WHAT YOU ARE ASKED TO DO:
A single number is the answer: the count of lines in the listing below that contain "filter".

━━━━━━━━

//! In-memory annotation database
//!
//! Holds genes and transcripts per contig and answers overlap queries by
//! scanning the contig's records. Suitable for tests, small panels and the
//! command-line tool; large genomes want an interval index behind the same
//! [`AnnotationProvider`] trait.
//!
//! # JSON format
//!
//! ```json
//! {
//!   "genes": [
//!     {"id": "ENSG01", "name": "GENE1", "contig": "1", "start": 100, "end": 400, "strand": "+", "biotype": "protein_coding"}
//!   ],
//!   "transcripts": [
//!     {"id": "ENST01", "gene_id": "ENSG01", "biotype": "protein_coding", "complete": true,
//!      "contig": "1", "strand": "+",
//!      "exons": [{"contig": "1", "start": 100, "end": 200}],
//!      "first_start_codon_spliced_offset": 10, "coding_sequence": "ATG..."}
//!   ]
//! }
//! ```

use std::collections::{HashMap, HashSet};
use std::path::Path;

use serde::{Deserialize, Serialize};
use tracing::{debug, warn};

use crate::error::FerroError;
use crate::reference::provider::AnnotationProvider;
use crate::reference::transcript::{Gene, Transcript};

/// Serialized form of an [`AnnotationDb`]
#[derive(Debug, Clone, Default, Serialize, Deserialize)]
pub struct AnnotationDocument {
    #[serde(default)]
    pub genes: Vec<Gene>,
    #[serde(default)]
    pub transcripts: Vec<Transcript>,
}

/// Genes and transcripts grouped by contig
#[derive(Debug, Clone, Default)]
pub struct AnnotationDb {
    genes: HashMap<String, Vec<Gene>>,
    transcripts: HashMap<String, Vec<Transcript>>,
}

impl AnnotationDb {
    /// Create an empty database
    pub fn new() -> Self {
        Self::default()
    }

    /// Load a database from a JSON file
    pub fn from_json(path: &Path) -> Result<Self, FerroError> {
        let content = std::fs::read_to_string(path)?;
        let db = Self::from_json_str(&content)?;
        debug!(
            "Loaded {} genes and {} transcripts from {}",
            db.gene_count(),
            db.transcript_count(),
            path.display()
        );
        Ok(db)
    }

    /// Parse a database from JSON text
    pub fn from_json_str(content: &str) -> Result<Self, FerroError> {
        let document: AnnotationDocument = serde_json::from_str(content)?;
        Ok(Self::from_document(document))
    }

    /// Build a database from a deserialized document
    pub fn from_document(document: AnnotationDocument) -> Self {
        let mut db = Self::new();
        for gene in document.genes {
            db.add_gene(gene);
        }

        let gene_ids: HashSet<String> = db
            .genes
            .values()
            .flatten()
            .map(|gene| gene.id.clone())
            .collect();
        for transcript in document.transcripts {
            if !gene_ids.contains(&transcript.gene_id) {
                warn!(
                    "Transcript {} references unknown gene {}",
                    transcript.id, transcript.gene_id
                );
            }
            db.add_transcript(transcript);
        }
        db
    }

    /// Export the database contents
    pub fn to_document(&self) -> AnnotationDocument {
        let mut genes: Vec<Gene> = self.genes.values().flatten().cloned().collect();
        genes.sort_by(|a, b| a.id.cmp(&b.id));
        let mut transcripts: Vec<Transcript> =
            self.transcripts.values().flatten().cloned().collect();
        transcripts.sort_by(|a, b| a.id.cmp(&b.id));
        AnnotationDocument { genes, transcripts }
    }

    /// Add a gene
    pub fn add_gene(&mut self, gene: Gene) {
        self.genes.entry(gene.contig.clone()).or_default().push(gene);
    }

    /// Add a transcript
    pub fn add_transcript(&mut self, transcript: Transcript) {
        if transcript.exons.is_empty() {
            warn!("Transcript {} has no exons and will never overlap", transcript.id);
        }
        if let Some(exon) = transcript
            .exons
            .iter()
            .find(|exon| exon.contig != transcript.contig)
        {
            warn!(
                "Transcript {} on {} has an exon on {}",
                transcript.id, transcript.contig, exon.contig
            );
        }
        self.transcripts
            .entry(transcript.contig.clone())
            .or_default()
            .push(transcript);
    }

    pub fn gene_count(&self) -> usize {
        self.genes.values().map(Vec::len).sum()
    }

    pub fn transcript_count(&self) -> usize {
        self.transcripts.values().map(Vec::len).sum()
    }

    pub fn is_empty(&self) -> bool {
        self.gene_count() == 0 && self.transcript_count() == 0
    }
}

impl AnnotationProvider for AnnotationDb {
    fn genes_overlapping(
        &self,
        contig: &str,
        start: u64,
        end: u64,
    ) -> Result<Vec<Gene>, FerroError> {
        let mut genes: Vec<Gene> = self
            .genes
            .get(contig)
            .map(|genes| {
                genes
                    .iter()
                    .filter(|gene| gene.overlaps(contig, start, end))
                    .cloned()
                    .collect()
            })
            .unwrap_or_default();
        genes.sort_by(|a, b| a.id.cmp(&b.id));
        genes.dedup_by(|a, b| a.id == b.id);
        Ok(genes)
    }

    fn transcripts_overlapping(
        &self,
        contig: &str,
        start: u64,
        end: u64,
    ) -> Result<Vec<Transcript>, FerroError> {
        let mut transcripts: Vec<Transcript> = self
            .transcripts
            .get(contig)
            .map(|transcripts| {
                transcripts
                    .iter()
                    .filter(|tx| tx.overlaps(contig, start, end))
                    .cloned()
                    .collect()
            })
            .unwrap_or_default();
        transcripts.sort_by(|a, b| a.id.cmp(&b.id));
        transcripts.dedup_by(|a, b| a.id == b.id);
        Ok(transcripts)
    }
}

#[cfg(test)]
mod tests {
    use super::*;
    use crate::reference::transcript::{Exon, Strand};

    fn gene(id: &str, start: u64, end: u64) -> Gene {
        Gene {
            id: id.to_string(),
            name: None,
            contig: "1".to_string(),
            start,
            end,
            strand: Strand::Plus,
            biotype: "protein_coding".to_string(),
        }
    }

    fn transcript(id: &str, gene_id: &str, exons: &[(u64, u64)]) -> Transcript {
        Transcript {
            id: id.to_string(),
            name: None,
            gene_id: gene_id.to_string(),
            biotype: "protein_coding".to_string(),
            complete: true,
            contig: "1".to_string(),
            strand: Strand::Plus,
            exons: exons.iter().map(|&(s, e)| Exon::new("1", s, e)).collect(),
            first_start_codon_spliced_offset: None,
            coding_sequence: None,
        }
    }

    fn test_db() -> AnnotationDb {
        let mut db = AnnotationDb::new();
        db.add_gene(gene("G2", 500, 900));
        db.add_gene(gene("G1", 100, 400));
        db.add_transcript(transcript("T1b", "G1", &[(150, 200), (300, 400)]));
        db.add_transcript(transcript("T1a", "G1", &[(100, 200), (300, 350)]));
        db.add_transcript(transcript("T2", "G2", &[(500, 900)]));
        db
    }

    #[test]
    fn test_genes_overlapping() {
        let db = test_db();
        let ids: Vec<String> = db
            .genes_overlapping("1", 390, 510)
            .unwrap()
            .into_iter()
            .map(|g| g.id)
            .collect();
        assert_eq!(ids, vec!["G1", "G2"]);
        assert!(db.genes_overlapping("1", 401, 499).unwrap().is_empty());
        assert!(db.genes_overlapping("2", 100, 200).unwrap().is_empty());
    }

    #[test]
    fn test_transcripts_overlapping_sorted() {
        let db = test_db();
        let ids = db.transcript_ids_at_locus("1", 120, 160).unwrap();
        assert_eq!(ids, vec!["T1a", "T1b"]);
    }

    #[test]
    fn test_transcript_overlap_uses_span_not_exons() {
        let db = test_db();
        // 250 is intronic for both G1 transcripts but inside their spans
        let ids = db.transcript_ids_at_locus("1", 250, 250).unwrap();
        assert_eq!(ids, vec!["T1a", "T1b"]);
    }

    #[test]
    fn test_gene_ids_at_locus() {
        let db = test_db();
        assert_eq!(db.gene_ids_at_locus("1", 600, 601).unwrap(), vec!["G2"]);
    }

    #[test]
    fn test_counts() {
        let db = test_db();
        assert_eq!(db.gene_count(), 2);
        assert_eq!(db.transcript_count(), 3);
        assert!(!db.is_empty());
        assert!(AnnotationDb::new().is_empty());
    }

    #[test]
    fn test_document_round_trip() {
        let db = test_db();
        let json = serde_json::to_string(&db.to_document()).unwrap();
        let reloaded = AnnotationDb::from_json_str(&json).unwrap();
        assert_eq!(reloaded.transcript_count(), 3);
        assert_eq!(
            reloaded.transcript_ids_at_locus("1", 600, 600).unwrap(),
            vec!["T2"]
        );
    }

    #[test]
    fn test_from_json_file() {
        let dir = tempfile::tempdir().unwrap();
        let path = dir.path().join("annotations.json");
        std::fs::write(
            &path,
            r#"{"genes": [{"id": "G9", "contig": "X", "start": 1, "end": 10}]}"#,
        )
        .unwrap();
        let db = AnnotationDb::from_json(&path).unwrap();
        assert_eq!(db.gene_ids_at_locus("X", 5, 5).unwrap(), vec!["G9"]);
        assert_eq!(db.transcript_count(), 0);
    }

    #[test]
    fn test_from_json_errors() {
        assert!(matches!(
            AnnotationDb::from_json_str("{not json"),
            Err(FerroError::Json { .. })
        ));
        assert!(matches!(
            AnnotationDb::from_json(Path::new("/nonexistent/annotations.json")),
            Err(FerroError::Io { .. })
        ));
    }
}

━━━━━━━━

EXERCISE RESULT:
2